In the holiday-shortened week to Thursday, the Dow Jones Industrial Average shed 0.51 percent to 11,288.54 ahead of the July 4 Independence Day holiday. The blue-chip index was pounded in June with a 10.2 percent loss.
The tech-dominated Nasdaq lost 3.04 percent for the week to 2,245.38 while the broad-market Standard & Poor's 500 index shed 1.21 percent to 1,262.90.
The Dow and Nasdaq are now firmly in "bear market" territory, down more than 20 percent from their highs from last October, with the S&P not far off.
While many analysts say the market is oversold due to poor sentiment, few see any catalysts that could spark a quick rebound.

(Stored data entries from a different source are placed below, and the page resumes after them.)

//! Resample image filter.
//!
//! This module provides ResampleImageFilter which resamples an image
//! into a new coordinate system using a transform and an interpolator.

use std::marker::PhantomData;

use burn::tensor::backend::Backend;
use burn::tensor::Tensor;

use crate::image::{index_grid, index_to_physical_tensor, Image, ImageGeometry, PixelType};
use crate::interpolation::{inside_buffer_mask, Interpolator};
use crate::transform::Transform;

/// Number of output points pushed through the transform at once.
pub const CHUNK_SIZE: usize = 32768;

/// Resample image filter.
///
/// Resamples an image by applying a transform to map points from the
/// output image space to the input image space, and then interpolating values.
///
/// The transform maps from Output Physical Space -> Input Physical Space.
/// Output points whose source lies outside the input buffer receive the
/// default pixel value. Integer inputs are rounded and clamped back to their
/// pixel type.
///
/// # Type Parameters
/// * `B` - The Burn backend
/// * `T` - The transform type
/// * `I` - The interpolator type
/// * `D` - The dimensionality (2 or 3)
pub struct ResampleImageFilter<B, T, I, const D: usize>
where
    B: Backend,
    T: Transform<B, D>,
    I: Interpolator<B>,
{
    geometry: ImageGeometry<D>,
    transform: T,
    interpolator: I,
    default_pixel_value: f64,
    _phantom: PhantomData<B>,
}

impl<B, T, I, const D: usize> ResampleImageFilter<B, T, I, D>
where
    B: Backend,
    T: Transform<B, D>,
    I: Interpolator<B>,
{
    /// Create a new resample filter.
    ///
    /// # Arguments
    /// * `geometry` - Output grid (size, origin, spacing, direction)
    /// * `transform` - Transform from output space to input space
    /// * `interpolator` - Interpolator for input image sampling
    pub fn new(geometry: ImageGeometry<D>, transform: T, interpolator: I) -> Self {
        Self {
            geometry,
            transform,
            interpolator,
            default_pixel_value: 0.0,
            _phantom: PhantomData,
        }
    }

    /// Set default pixel value for outside the field of view.
    pub fn with_default_pixel_value(mut self, value: f64) -> Self {
        self.default_pixel_value = value;
        self
    }

    /// Create from a reference image.
    ///
    /// Uses the geometry of the reference image as the output grid.
    pub fn new_from_reference(reference: &Image<B, D>, transform: T, interpolator: I) -> Self {
        Self::new(*reference.geometry(), transform, interpolator)
    }

    /// Apply filter to an input image. The input is left untouched.
    pub fn apply(&self, input: &Image<B, D>) -> Image<B, D> {
        let device = input.device();
        let num_points = self.geometry.num_voxels();
        tracing::debug!(
            output_size = ?self.geometry.size(),
            pixel_type = ?input.pixel_type(),
            "Resampling {} points",
            num_points
        );

        let mut chunks = Vec::with_capacity(num_points.div_ceil(CHUNK_SIZE));
        let mut start = 0;
        while start < num_points {
            let end = usize::min(start + CHUNK_SIZE, num_points);
            chunks.push(self.resample_chunk(input, start..end, &device));
            start = end;
        }

        let values = Tensor::cat(chunks, 0);
        let values = quantize(values, input.pixel_type());

        Image::from_parts(
            values.reshape(self.geometry.tensor_shape()),
            self.geometry,
            input.pixel_type(),
        )
    }

    fn resample_chunk(&self, input: &Image<B, D>, range: std::ops::Range<usize>, device: &B::Device) -> Tensor<B, 1> {
        let output_indices = index_grid::<B, D>(self.geometry.size(), range, device);
        let output_points = index_to_physical_tensor(
            output_indices,
            self.geometry.origin(),
            self.geometry.spacing(),
            self.geometry.direction(),
        );

        // Transform maps Output Space -> Input Space
        let input_points = self.transform.transform_points(output_points);
        let input_indices = input.world_to_index_tensor(input_points);

        let inside = inside_buffer_mask(input_indices.clone(), input.size());
        let values = self.interpolator.interpolate(input.data(), input_indices);

        let outside = inside.clone().neg().add_scalar(1.0);
        values * inside + outside * self.default_pixel_value
    }
}

/// Round and clamp values to the range of an integer pixel type.
fn quantize<B: Backend>(values: Tensor<B, 1>, pixel_type: PixelType) -> Tensor<B, 1> {
    match pixel_type.integer_range() {
        Some((min, max)) => values.round().clamp(min, max),
        None => values,
    }
}
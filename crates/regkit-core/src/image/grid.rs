use std::ops::Range;

use burn::tensor::backend::Backend;
use burn::tensor::{Shape, Tensor, TensorData};

/// Convert a linear voxel index to a multi-index `[x, y, z]` (x varies fastest).
pub fn linear_to_index<const D: usize>(linear: usize, size: [usize; D]) -> [usize; D] {
    let mut rest = linear;
    std::array::from_fn(|axis| {
        let value = rest % size[axis];
        rest /= size[axis];
        value
    })
}

/// Generate continuous indices for a contiguous range of linear voxel indices.
///
/// Returns a tensor of shape `[N, D]` where N is the length of `range`; the
/// columns are `(x, y, z)` in the same order as physical axes.
///
/// # Arguments
/// * `size` - The image size `[x, y, z]`
/// * `range` - Linear indices to emit (use `0..num_voxels` for the full grid)
/// * `device` - The device to create the tensor on
pub fn index_grid<B, const D: usize>(size: [usize; D], range: Range<usize>, device: &B::Device) -> Tensor<B, 2>
where
    B: Backend,
{
    let count = range.len();
    let mut grid = Vec::with_capacity(count * D);
    for linear in range {
        grid.extend(linear_to_index(linear, size).iter().map(|&i| i as f32));
    }

    Tensor::<B, 2>::from_data(TensorData::new(grid, Shape::new([count, D])), device)
}

/// Generate continuous indices for an arbitrary set of linear voxel indices.
///
/// Returns a tensor of shape `[linear.len(), D]`.
pub fn sample_grid<B, const D: usize>(size: [usize; D], linear: &[usize], device: &B::Device) -> Tensor<B, 2>
where
    B: Backend,
{
    let mut grid = Vec::with_capacity(linear.len() * D);
    for &l in linear {
        grid.extend(linear_to_index(l, size).iter().map(|&i| i as f32));
    }

    Tensor::<B, 2>::from_data(TensorData::new(grid, Shape::new([linear.len(), D])), device)
}
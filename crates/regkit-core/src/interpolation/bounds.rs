use burn::tensor::backend::Backend;
use burn::tensor::Tensor;

/// Float mask `[Batch]`: 1.0 where a continuous index lies inside the image
/// buffer, 0.0 elsewhere.
///
/// A pixel covers half a sample to each side of its centre, so the buffer
/// spans `[-0.5, size - 0.5)` along every axis.
pub fn inside_buffer_mask<B: Backend, const D: usize>(indices: Tensor<B, 2>, size: [usize; D]) -> Tensor<B, 1> {
    let batch_size = indices.dims()[0];
    let mut mask = Tensor::<B, 1>::ones([batch_size], &indices.device());
    for (axis, &len) in size.iter().enumerate() {
        let coord = indices.clone().narrow(1, axis, 1).squeeze::<1>(1);
        let above = coord.clone().greater_equal_elem(-0.5).float();
        let below = coord.lower_elem(len as f64 - 0.5).float();
        mask = mask * above * below;
    }
    mask
}

#[cfg(test)]
mod tests {
    use super::*;
    use burn_ndarray::NdArray;

    type TestBackend = NdArray<f32>;

    #[test]
    fn test_inside_buffer_mask() {
        let device = Default::default();
        let indices = Tensor::<TestBackend, 2>::from_floats(
            [[0.0, 0.0], [-0.5, 2.4], [-0.6, 1.0], [3.0, 2.5], [3.49, 0.0]],
            &device,
        );
        let mask: Vec<f32> = inside_buffer_mask(indices, [4, 3]).to_data().iter::<f32>().collect();
        assert_eq!(mask, vec![1.0, 1.0, 0.0, 0.0, 1.0]);
    }
}
//! Validation utilities for registration operations.
//!
//! Inputs and configuration are checked before any optimization starts so
//! that a bad call fails fast with a typed error.

use burn::tensor::backend::Backend;
use regkit_core::{Image, ImageGeometry};

use crate::error::{RegistrationError, Result};

/// Physical tolerance used when comparing a mask grid with the reference grid.
pub const GRID_TOLERANCE: f64 = 1e-6;

/// Validate learning rate.
pub fn validate_learning_rate(lr: f64) -> Result<()> {
    if !lr.is_finite() || lr <= 0.0 {
        return Err(RegistrationError::invalid_configuration(format!(
            "Learning rate must be positive, got {}",
            lr
        )));
    }

    if lr < 1e-10 {
        return Err(RegistrationError::invalid_configuration(format!(
            "Learning rate too small: {}",
            lr
        )));
    }

    Ok(())
}

/// Validate iteration count.
pub fn validate_iterations(iterations: usize) -> Result<()> {
    if iterations == 0 {
        return Err(RegistrationError::invalid_configuration("Iterations must be positive"));
    }

    if iterations > 1_000_000 {
        return Err(RegistrationError::invalid_configuration(format!(
            "Iterations too large: {}",
            iterations
        )));
    }

    Ok(())
}

/// Validate the histogram size of mutual information.
pub fn validate_histogram_bins(num_bins: usize) -> Result<()> {
    if num_bins < 2 {
        return Err(RegistrationError::invalid_configuration(format!(
            "Number of bins must be at least 2, got {}",
            num_bins
        )));
    }

    if num_bins > 1024 {
        return Err(RegistrationError::invalid_configuration(format!(
            "Number of bins too large: {}",
            num_bins
        )));
    }

    Ok(())
}

pub fn validate_parzen_sigma(sigma: f64) -> Result<()> {
    if !sigma.is_finite() || sigma <= 0.0 {
        return Err(RegistrationError::invalid_configuration(format!(
            "Parzen sigma must be positive, got {}",
            sigma
        )));
    }
    Ok(())
}

/// Validate L-BFGS history size.
pub fn validate_lbfgs_history_size(history_size: usize) -> Result<()> {
    if history_size < 1 {
        return Err(RegistrationError::invalid_configuration("L-BFGS history size must be at least 1"));
    }

    if history_size > 100 {
        return Err(RegistrationError::invalid_configuration(format!(
            "L-BFGS history size too large: {}",
            history_size
        )));
    }

    Ok(())
}

/// Validate the metric sampling fraction, which must lie in `(0, 1]`.
pub fn validate_sampling_percentage(percentage: f64) -> Result<()> {
    if !(percentage > 0.0 && percentage <= 1.0) {
        return Err(RegistrationError::invalid_configuration(format!(
            "Sampling percentage must be in (0, 1], got {}",
            percentage
        )));
    }
    Ok(())
}

/// Validate a non-negative threshold.
pub fn validate_tolerance(name: &str, value: f64) -> Result<()> {
    if !value.is_finite() || value < 0.0 {
        return Err(RegistrationError::invalid_configuration(format!(
            "{} must be finite and non-negative, got {}",
            name, value
        )));
    }
    Ok(())
}

pub fn validate_window_size(window: usize) -> Result<()> {
    if window == 0 {
        return Err(RegistrationError::invalid_configuration(
            "Convergence window size must be at least 1",
        ));
    }
    Ok(())
}

/// Validate optional box bounds.
pub fn validate_bounds(lower: Option<f64>, upper: Option<f64>) -> Result<()> {
    for bound in [lower, upper].into_iter().flatten() {
        if bound.is_nan() {
            return Err(RegistrationError::invalid_configuration("Bounds must not be NaN"));
        }
    }
    if let (Some(lower), Some(upper)) = (lower, upper) {
        if lower > upper {
            return Err(RegistrationError::invalid_configuration(format!(
                "Lower bound ({}) exceeds upper bound ({})",
                lower, upper
            )));
        }
    }
    Ok(())
}

/// Validate the geometry of an input image.
pub fn validate_image<B: Backend, const D: usize>(image: &Image<B, D>) -> Result<()> {
    image.geometry().validate()?;
    Ok(())
}

/// Validate a sampling mask against the reference grid.
pub fn validate_mask<B: Backend, const D: usize>(reference: &ImageGeometry<D>, mask: &Image<B, D>) -> Result<()> {
    if mask.size() != reference.size() {
        return Err(RegistrationError::invalid_mask(format!(
            "mask size {:?} does not match reference size {:?}",
            mask.size(),
            reference.size()
        )));
    }
    if !mask.geometry().is_same_grid(reference, GRID_TOLERANCE) {
        return Err(RegistrationError::invalid_mask(
            "mask origin, spacing or direction differs from the reference image",
        ));
    }
    Ok(())
}

/// Reject non-finite cost values and gradients.
pub fn validate_finite(what: &str, values: &[f64]) -> Result<()> {
    if let Some(index) = values.iter().position(|v| !v.is_finite()) {
        return Err(RegistrationError::numerical_instability(format!(
            "{} has a non-finite entry at index {}",
            what, index
        )));
    }
    Ok(())
}

#[cfg(test)]
mod tests {
    use super::*;
    use burn::tensor::Tensor;
    use burn_ndarray::NdArray;
    use regkit_core::{Direction, Point, Spacing};

    type B = NdArray<f32>;

    #[test]
    fn test_validate_learning_rate() {
        assert!(validate_learning_rate(0.01).is_ok());
        assert!(validate_learning_rate(25.0).is_ok());
        assert!(validate_learning_rate(0.0).is_err());
        assert!(validate_learning_rate(-0.01).is_err());
        assert!(validate_learning_rate(1e-11).is_err());
        assert!(validate_learning_rate(f64::NAN).is_err());
    }

    #[test]
    fn test_validate_iterations() {
        assert!(validate_iterations(100).is_ok());
        assert!(validate_iterations(0).is_err());
        assert!(validate_iterations(2_000_000).is_err());
    }

    #[test]
    fn test_validate_histogram_and_history() {
        assert!(validate_histogram_bins(50).is_ok());
        assert!(validate_histogram_bins(1).is_err());
        assert!(validate_lbfgs_history_size(5).is_ok());
        assert!(validate_lbfgs_history_size(0).is_err());
        assert!(validate_lbfgs_history_size(101).is_err());
    }

    #[test]
    fn test_validate_sampling_percentage() {
        assert!(validate_sampling_percentage(0.01).is_ok());
        assert!(validate_sampling_percentage(1.0).is_ok());
        assert!(validate_sampling_percentage(0.0).is_err());
        assert!(validate_sampling_percentage(1.5).is_err());
        assert!(validate_sampling_percentage(f64::NAN).is_err());
    }

    #[test]
    fn test_validate_bounds() {
        assert!(validate_bounds(None, None).is_ok());
        assert!(validate_bounds(Some(-1.0), Some(1.0)).is_ok());
        assert!(validate_bounds(Some(2.0), Some(1.0)).is_err());
        assert!(validate_bounds(Some(f64::NAN), None).is_err());
    }

    #[test]
    fn test_validate_mask() {
        let device = Default::default();
        let reference = ImageGeometry::<2>::with_size([4, 3]);
        let good = Image::<B, 2>::new(
            Tensor::ones([3, 4], &device),
            Point::origin(),
            Spacing::repeat(1.0),
            Direction::identity(),
        );
        assert!(validate_mask(&reference, &good).is_ok());

        let wrong_size = Image::<B, 2>::new(
            Tensor::ones([4, 4], &device),
            Point::origin(),
            Spacing::repeat(1.0),
            Direction::identity(),
        );
        assert!(matches!(
            validate_mask(&reference, &wrong_size),
            Err(RegistrationError::InvalidMask(_))
        ));

        let shifted = Image::<B, 2>::new(
            Tensor::ones([3, 4], &device),
            Point::<2>::new(0.5, 0.0),
            Spacing::repeat(1.0),
            Direction::identity(),
        );
        assert!(matches!(
            validate_mask(&reference, &shifted),
            Err(RegistrationError::InvalidMask(_))
        ));
    }

    #[test]
    fn test_validate_finite() {
        assert!(validate_finite("gradient", &[0.0, 1.0]).is_ok());
        assert!(matches!(
            validate_finite("gradient", &[0.0, f64::INFINITY]),
            Err(RegistrationError::NumericalInstability(_))
        ));
    }
}
//! Transform types and operations.
//!
//! This module provides transform traits and implementations
//! for spatial coordinate transformations.

pub mod affine;
pub mod bspline;
pub mod record;
pub mod trait_;

pub use affine::AffineTransform;
pub use bspline::{bspline_mesh_size, BSplineTransform, SPLINE_ORDER};
pub use record::{TransformKind, TransformRecord};
pub use trait_::{parameter_tensor, ParametricTransform, Transform};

The first test comes in the upcoming week with quarterly results from General Electric, seen as a barometer of the overall economy, and key manufacturers including Alcoa and chipmaker Intel.
Marc Pado, analyst at Cantor Fitzgerald, said the market will be on edge from results later in the month from the banking sector, which has been whipsawed by the national housing meltdown and the related credit squeeze.
"Until we get those banks out of the way, the market isn't going to pay too much attention to other companies' earnings," he said. "It really needs to see where we stand with the credit crisis first and then they'll focus on the industrials, the retailers, the technology firms."
But even with positive corporate news, Pado said the leap in oil prices could prevent any rally from taking hold. "When crude climbs and makes records every day, the market cannot focus on the economic news or anything else," he noted.
Bonds got a lift from the stock market's troubles. The yield on the 10-year Treasury bond fell to 3.973 percent from 3.990 percent a week earlier and that on the 30-year bond eased to 4.531 percent from 4.537 percent. Bond yields and prices move in opposite directions.